DATA TO PROCESS START

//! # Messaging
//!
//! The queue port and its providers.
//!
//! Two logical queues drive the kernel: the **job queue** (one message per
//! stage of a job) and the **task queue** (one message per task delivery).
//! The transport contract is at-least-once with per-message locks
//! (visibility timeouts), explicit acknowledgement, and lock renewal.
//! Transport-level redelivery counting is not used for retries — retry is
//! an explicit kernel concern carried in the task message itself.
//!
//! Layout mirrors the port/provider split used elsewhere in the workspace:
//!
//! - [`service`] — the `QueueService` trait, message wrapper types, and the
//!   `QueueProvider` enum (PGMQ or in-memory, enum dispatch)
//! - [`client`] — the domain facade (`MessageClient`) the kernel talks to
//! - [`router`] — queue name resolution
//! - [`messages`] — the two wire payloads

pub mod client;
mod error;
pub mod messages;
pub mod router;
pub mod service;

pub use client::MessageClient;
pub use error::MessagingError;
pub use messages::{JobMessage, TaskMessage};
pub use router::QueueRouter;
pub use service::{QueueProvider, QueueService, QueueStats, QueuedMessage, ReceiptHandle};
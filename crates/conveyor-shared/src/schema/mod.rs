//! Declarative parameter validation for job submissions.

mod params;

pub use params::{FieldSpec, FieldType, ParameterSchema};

DATA TO PROCESS END

Word for word, copy every entry.

//! # Messaging
//!
//! The queue port and its providers.
//!
//! Two logical queues drive the kernel: the **job queue** (one message per
//! stage of a job) and the **task queue** (one message per task delivery).
//! The transport contract is at-least-once with per-message locks
//! (visibility timeouts), explicit acknowledgement, and lock renewal.
//! Transport-level redelivery counting is not used for retries — retry is
//! an explicit kernel concern carried in the task message itself.
//!
//! Layout mirrors the port/provider split used elsewhere in the workspace:
//!
//! - [`service`] — the `QueueService` trait, message wrapper types, and the
//!   `QueueProvider` enum (PGMQ or in-memory, enum dispatch)
//! - [`client`] — the domain facade (`MessageClient`) the kernel talks to
//! - [`router`] — queue name resolution
//! - [`messages`] — the two wire payloads

pub mod client;
mod error;
pub mod messages;
pub mod router;
pub mod service;

pub use client::MessageClient;
pub use error::MessagingError;
pub use messages::{JobMessage, TaskMessage};
pub use router::QueueRouter;
pub use service::{QueueProvider, QueueService, QueueStats, QueuedMessage, ReceiptHandle};
filename crates/conveyor-shared/src/schema/mod.rs
//! Declarative parameter validation for job submissions.

mod params;

pub use params::{FieldSpec, FieldType, ParameterSchema};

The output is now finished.